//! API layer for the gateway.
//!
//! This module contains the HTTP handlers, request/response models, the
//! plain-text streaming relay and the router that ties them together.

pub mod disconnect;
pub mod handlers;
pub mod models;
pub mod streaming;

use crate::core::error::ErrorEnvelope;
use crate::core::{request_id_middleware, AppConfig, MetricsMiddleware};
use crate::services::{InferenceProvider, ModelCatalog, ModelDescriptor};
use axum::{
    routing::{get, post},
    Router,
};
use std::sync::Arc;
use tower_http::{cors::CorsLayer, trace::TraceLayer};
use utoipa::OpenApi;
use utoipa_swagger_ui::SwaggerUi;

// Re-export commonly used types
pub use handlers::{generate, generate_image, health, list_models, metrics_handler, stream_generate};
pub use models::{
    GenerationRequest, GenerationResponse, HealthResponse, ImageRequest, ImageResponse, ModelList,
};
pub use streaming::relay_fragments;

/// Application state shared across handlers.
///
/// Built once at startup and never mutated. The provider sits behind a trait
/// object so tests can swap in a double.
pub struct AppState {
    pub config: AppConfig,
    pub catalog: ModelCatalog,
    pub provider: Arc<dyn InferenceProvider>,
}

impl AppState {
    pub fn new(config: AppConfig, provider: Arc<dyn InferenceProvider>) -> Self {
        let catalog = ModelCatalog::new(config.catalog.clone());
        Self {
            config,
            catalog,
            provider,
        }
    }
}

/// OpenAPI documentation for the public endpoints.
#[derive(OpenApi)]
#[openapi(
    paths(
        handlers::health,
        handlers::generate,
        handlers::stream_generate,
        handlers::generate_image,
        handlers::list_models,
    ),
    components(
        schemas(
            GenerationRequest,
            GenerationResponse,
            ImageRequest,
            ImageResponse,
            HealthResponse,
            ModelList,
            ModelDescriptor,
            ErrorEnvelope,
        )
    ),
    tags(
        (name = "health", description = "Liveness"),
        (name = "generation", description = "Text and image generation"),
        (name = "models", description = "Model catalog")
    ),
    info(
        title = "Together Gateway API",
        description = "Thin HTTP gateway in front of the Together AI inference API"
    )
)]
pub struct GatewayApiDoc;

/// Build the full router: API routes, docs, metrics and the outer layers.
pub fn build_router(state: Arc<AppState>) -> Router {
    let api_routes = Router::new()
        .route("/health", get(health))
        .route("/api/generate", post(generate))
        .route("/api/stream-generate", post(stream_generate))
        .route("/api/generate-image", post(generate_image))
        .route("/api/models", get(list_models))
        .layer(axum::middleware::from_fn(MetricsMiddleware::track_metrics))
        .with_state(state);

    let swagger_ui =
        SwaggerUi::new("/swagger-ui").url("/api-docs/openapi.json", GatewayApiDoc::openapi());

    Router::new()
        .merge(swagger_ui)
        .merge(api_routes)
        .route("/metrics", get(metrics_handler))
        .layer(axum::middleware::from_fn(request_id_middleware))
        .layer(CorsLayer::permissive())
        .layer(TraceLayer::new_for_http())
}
________
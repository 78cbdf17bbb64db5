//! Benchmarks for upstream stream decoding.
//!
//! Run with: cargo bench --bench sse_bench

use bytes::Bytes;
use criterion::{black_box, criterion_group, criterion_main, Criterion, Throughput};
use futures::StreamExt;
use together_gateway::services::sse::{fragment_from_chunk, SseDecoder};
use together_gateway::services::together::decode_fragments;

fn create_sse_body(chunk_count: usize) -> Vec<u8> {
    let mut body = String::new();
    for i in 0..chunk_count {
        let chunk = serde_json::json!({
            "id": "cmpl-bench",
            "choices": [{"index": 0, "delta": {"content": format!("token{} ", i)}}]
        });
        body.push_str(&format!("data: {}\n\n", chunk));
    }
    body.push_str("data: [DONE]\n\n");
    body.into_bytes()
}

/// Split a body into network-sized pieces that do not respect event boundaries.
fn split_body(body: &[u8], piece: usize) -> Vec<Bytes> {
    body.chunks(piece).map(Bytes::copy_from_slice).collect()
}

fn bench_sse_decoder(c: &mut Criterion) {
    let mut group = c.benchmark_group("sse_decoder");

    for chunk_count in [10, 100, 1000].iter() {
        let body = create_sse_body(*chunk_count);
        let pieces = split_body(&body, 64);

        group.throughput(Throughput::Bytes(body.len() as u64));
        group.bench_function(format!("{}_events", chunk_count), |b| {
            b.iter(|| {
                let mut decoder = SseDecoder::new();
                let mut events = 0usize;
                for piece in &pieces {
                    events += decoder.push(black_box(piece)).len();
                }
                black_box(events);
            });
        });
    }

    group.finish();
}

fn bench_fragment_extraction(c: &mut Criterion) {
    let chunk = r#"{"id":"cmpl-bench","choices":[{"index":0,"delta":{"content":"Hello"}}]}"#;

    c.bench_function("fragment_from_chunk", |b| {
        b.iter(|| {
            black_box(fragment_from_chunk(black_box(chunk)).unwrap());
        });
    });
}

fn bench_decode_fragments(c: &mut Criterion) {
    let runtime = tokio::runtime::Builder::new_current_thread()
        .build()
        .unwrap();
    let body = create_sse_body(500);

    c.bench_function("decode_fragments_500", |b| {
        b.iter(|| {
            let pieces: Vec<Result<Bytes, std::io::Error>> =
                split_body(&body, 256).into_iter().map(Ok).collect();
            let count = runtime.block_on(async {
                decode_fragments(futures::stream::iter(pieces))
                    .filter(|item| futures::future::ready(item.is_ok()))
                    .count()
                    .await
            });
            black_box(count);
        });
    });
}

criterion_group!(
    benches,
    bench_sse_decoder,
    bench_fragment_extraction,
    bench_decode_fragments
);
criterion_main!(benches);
________
**THE PROBLEM**
Reproduce exactly the stretch of the material above that starts at the line with "upstream stream decoding." and ends at the line with "use futures::StreamExt;", both included, and nothing else.

**EXERCISE SOLUTION**
//! Benchmarks for upstream stream decoding.
//!
//! Run with: cargo bench --bench sse_bench

use bytes::Bytes;
use criterion::{black_box, criterion_group, criterion_main, Criterion, Throughput};
use futures::StreamExt;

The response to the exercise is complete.